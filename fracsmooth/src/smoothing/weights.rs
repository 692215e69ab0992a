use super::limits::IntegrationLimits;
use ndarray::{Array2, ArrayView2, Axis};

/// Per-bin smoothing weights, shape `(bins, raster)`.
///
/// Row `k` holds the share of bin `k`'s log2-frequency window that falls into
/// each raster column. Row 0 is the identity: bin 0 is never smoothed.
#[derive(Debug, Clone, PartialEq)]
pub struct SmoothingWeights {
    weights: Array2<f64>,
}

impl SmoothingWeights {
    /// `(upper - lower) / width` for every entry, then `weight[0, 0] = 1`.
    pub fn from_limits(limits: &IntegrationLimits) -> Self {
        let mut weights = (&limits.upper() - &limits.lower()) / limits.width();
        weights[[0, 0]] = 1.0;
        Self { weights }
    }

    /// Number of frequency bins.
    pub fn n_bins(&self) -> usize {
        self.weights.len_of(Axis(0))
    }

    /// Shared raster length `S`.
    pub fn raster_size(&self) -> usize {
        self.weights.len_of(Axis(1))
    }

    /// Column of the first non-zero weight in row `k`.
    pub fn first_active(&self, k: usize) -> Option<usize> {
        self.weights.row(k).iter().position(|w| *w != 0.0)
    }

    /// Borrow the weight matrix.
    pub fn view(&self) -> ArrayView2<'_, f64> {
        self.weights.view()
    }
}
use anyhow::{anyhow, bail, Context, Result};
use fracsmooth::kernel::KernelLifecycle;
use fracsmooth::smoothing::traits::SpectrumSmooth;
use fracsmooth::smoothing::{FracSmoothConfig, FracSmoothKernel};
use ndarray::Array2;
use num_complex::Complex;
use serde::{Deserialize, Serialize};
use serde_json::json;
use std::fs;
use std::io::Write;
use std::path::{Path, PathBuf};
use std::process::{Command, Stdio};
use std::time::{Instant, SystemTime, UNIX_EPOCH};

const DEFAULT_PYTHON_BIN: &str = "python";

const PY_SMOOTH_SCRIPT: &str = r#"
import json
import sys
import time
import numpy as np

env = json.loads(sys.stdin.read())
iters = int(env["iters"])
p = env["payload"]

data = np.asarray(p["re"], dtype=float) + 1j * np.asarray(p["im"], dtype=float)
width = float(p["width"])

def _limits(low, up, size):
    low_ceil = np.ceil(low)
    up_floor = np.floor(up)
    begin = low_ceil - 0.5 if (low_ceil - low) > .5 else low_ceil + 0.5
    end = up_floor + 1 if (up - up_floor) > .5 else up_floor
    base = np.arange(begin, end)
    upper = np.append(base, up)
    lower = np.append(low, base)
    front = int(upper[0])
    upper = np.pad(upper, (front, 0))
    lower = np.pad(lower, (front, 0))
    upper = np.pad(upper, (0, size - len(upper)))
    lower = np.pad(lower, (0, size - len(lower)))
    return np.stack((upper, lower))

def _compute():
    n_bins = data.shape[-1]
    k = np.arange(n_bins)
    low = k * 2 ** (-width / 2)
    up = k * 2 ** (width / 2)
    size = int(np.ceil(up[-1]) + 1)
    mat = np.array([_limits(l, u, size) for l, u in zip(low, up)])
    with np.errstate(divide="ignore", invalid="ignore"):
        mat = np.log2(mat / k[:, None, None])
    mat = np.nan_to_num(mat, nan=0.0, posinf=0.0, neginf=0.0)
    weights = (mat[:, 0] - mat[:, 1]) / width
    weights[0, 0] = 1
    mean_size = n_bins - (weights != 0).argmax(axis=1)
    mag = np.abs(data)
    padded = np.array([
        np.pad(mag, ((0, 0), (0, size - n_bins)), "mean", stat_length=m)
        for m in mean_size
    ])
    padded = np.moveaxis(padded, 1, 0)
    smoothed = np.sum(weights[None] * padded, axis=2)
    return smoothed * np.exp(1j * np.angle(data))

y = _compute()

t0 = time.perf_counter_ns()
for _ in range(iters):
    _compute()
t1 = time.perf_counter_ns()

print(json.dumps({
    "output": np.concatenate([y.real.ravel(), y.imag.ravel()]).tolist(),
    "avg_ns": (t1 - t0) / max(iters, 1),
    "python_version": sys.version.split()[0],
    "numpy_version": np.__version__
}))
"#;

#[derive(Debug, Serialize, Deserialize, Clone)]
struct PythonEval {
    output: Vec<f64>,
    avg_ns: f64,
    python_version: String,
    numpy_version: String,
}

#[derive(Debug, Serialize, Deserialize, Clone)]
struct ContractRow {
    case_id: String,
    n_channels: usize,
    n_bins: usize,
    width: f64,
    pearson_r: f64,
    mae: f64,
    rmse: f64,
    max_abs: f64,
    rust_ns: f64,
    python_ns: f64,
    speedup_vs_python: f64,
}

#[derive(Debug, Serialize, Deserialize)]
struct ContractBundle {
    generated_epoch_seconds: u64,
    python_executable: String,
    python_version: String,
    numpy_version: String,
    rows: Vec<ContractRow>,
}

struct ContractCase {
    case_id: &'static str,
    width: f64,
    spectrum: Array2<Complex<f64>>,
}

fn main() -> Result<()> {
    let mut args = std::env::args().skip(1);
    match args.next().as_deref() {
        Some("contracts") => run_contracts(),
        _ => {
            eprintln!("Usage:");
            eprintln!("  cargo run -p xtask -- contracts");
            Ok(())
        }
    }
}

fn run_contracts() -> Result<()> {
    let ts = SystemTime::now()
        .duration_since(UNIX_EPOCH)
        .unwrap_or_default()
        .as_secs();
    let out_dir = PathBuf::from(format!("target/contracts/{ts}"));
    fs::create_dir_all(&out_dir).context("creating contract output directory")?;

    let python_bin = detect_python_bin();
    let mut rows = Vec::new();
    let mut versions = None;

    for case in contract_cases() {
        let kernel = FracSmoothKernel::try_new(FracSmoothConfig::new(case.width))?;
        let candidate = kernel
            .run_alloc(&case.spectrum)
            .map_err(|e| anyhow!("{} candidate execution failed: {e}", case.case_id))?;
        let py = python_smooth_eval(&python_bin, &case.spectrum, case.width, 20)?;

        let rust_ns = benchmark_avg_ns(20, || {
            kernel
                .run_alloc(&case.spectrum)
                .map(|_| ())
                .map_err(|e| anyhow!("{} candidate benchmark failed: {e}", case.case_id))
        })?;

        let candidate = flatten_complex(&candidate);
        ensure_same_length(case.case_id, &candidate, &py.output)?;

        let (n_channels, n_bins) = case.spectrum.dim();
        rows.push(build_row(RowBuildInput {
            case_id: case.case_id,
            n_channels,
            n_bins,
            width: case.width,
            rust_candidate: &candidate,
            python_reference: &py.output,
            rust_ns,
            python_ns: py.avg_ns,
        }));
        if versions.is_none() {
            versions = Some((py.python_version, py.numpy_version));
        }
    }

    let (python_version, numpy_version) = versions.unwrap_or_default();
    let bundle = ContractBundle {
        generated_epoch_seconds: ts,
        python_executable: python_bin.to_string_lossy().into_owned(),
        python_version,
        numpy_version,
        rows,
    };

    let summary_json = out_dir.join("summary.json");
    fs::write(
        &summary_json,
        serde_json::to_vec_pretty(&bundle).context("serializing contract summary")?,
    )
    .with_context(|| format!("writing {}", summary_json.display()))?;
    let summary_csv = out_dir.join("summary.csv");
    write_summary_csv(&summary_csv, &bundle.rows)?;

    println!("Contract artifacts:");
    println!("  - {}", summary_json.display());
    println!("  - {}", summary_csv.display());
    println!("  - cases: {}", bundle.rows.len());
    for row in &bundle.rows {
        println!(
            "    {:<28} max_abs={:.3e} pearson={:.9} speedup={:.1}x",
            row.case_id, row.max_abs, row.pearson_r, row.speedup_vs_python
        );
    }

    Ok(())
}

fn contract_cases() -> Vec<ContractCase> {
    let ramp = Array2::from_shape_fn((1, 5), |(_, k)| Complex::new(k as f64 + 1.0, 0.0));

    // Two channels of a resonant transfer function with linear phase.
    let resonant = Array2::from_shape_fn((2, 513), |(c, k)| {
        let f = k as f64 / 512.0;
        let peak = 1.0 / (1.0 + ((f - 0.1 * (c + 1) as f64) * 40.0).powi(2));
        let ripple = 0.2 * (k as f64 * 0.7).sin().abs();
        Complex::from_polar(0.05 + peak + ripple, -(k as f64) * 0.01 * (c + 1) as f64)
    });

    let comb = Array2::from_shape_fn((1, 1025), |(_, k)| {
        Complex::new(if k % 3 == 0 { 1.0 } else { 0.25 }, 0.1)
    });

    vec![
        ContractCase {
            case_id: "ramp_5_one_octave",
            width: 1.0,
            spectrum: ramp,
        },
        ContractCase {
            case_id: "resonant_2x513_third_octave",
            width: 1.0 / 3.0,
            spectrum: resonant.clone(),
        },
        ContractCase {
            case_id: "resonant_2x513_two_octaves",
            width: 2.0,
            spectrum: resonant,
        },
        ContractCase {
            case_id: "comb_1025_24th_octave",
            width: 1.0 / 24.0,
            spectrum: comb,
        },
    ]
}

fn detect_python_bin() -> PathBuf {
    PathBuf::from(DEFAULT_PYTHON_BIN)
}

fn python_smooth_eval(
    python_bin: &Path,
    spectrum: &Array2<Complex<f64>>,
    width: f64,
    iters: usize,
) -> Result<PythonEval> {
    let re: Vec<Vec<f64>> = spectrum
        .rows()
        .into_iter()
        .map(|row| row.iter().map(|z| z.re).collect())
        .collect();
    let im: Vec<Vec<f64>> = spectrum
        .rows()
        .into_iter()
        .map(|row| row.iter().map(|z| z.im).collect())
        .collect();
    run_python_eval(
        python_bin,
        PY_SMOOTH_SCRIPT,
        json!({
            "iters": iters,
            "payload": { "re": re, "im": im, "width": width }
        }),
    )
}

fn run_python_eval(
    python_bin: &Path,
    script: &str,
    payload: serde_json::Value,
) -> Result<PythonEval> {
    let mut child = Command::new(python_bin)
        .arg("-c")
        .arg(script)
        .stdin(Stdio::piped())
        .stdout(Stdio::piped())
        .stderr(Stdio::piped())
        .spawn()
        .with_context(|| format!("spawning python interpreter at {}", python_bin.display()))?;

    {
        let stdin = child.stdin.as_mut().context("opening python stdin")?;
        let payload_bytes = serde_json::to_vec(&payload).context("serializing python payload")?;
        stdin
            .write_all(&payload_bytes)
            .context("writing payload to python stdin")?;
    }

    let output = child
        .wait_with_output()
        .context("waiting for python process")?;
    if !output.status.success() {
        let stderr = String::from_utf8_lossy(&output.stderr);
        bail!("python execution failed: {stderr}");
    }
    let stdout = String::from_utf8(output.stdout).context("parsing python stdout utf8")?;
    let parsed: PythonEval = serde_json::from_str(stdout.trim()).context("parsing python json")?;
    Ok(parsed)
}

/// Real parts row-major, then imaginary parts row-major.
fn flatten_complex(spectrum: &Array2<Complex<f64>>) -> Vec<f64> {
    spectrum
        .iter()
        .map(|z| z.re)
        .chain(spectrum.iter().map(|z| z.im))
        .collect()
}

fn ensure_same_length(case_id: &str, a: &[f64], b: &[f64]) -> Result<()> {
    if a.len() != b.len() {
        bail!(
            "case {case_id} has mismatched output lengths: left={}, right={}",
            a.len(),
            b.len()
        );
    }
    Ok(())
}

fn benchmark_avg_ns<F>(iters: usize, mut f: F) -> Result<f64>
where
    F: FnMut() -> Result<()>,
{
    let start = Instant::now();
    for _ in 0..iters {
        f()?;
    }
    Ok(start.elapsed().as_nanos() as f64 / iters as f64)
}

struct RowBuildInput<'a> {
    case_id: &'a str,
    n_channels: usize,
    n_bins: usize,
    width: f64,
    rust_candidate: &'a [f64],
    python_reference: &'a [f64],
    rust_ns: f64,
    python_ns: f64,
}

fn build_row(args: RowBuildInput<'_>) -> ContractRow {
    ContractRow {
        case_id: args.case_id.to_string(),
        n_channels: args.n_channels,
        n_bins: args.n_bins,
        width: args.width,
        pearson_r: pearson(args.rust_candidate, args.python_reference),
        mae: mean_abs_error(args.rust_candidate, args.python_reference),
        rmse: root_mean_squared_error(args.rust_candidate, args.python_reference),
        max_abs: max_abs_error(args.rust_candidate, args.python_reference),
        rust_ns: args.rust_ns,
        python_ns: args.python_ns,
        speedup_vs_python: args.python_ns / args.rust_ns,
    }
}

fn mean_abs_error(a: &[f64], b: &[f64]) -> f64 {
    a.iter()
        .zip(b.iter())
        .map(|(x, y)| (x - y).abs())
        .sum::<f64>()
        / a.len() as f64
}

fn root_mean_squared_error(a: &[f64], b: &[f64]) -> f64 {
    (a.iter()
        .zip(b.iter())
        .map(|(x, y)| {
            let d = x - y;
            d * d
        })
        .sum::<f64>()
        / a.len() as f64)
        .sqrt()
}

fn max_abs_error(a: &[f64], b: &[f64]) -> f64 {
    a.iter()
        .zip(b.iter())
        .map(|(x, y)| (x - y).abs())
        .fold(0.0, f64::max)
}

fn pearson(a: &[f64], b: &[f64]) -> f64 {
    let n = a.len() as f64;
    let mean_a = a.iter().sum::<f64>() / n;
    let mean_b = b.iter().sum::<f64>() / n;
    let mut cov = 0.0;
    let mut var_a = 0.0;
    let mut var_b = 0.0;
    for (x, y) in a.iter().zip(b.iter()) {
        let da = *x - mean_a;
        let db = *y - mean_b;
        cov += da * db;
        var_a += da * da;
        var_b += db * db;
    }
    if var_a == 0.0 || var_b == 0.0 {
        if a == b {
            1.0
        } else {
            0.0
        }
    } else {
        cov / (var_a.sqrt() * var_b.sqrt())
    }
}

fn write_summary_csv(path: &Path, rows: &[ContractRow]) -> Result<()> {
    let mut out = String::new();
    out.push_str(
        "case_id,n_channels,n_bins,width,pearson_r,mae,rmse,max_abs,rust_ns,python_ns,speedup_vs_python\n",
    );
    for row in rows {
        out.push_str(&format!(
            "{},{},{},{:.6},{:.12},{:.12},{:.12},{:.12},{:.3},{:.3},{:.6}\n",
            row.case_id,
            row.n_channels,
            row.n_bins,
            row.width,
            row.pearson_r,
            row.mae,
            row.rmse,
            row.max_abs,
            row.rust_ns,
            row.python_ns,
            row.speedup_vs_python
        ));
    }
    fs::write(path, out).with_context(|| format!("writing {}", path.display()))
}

==

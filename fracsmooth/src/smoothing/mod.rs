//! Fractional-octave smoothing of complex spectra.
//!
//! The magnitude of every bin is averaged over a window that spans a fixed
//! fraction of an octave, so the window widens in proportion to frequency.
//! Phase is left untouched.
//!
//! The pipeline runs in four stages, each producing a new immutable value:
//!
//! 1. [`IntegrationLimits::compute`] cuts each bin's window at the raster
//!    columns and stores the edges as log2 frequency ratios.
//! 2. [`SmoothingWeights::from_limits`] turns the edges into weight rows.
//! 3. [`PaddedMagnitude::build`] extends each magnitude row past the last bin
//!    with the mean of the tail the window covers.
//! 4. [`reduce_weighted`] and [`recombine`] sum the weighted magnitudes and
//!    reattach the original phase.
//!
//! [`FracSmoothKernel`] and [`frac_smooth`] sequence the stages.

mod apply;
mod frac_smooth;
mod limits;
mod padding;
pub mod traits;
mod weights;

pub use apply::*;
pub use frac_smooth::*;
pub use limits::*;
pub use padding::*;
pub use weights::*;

# [What to work on]
Copy back the listing above exactly, but only from the line with "filename fracsmooth/src/smoothing/weights.rs" through the line with "pub struct SmoothingWeights", both ends included.

# [Task response]
filename fracsmooth/src/smoothing/weights.rs
repository 692215e69ab0992a
use super::limits::IntegrationLimits;
use ndarray::{Array2, ArrayView2, Axis};

/// Per-bin smoothing weights, shape `(bins, raster)`.
///
/// Row `k` holds the share of bin `k`'s log2-frequency window that falls into
/// each raster column. Row 0 is the identity: bin 0 is never smoothed.
#[derive(Debug, Clone, PartialEq)]
pub struct SmoothingWeights {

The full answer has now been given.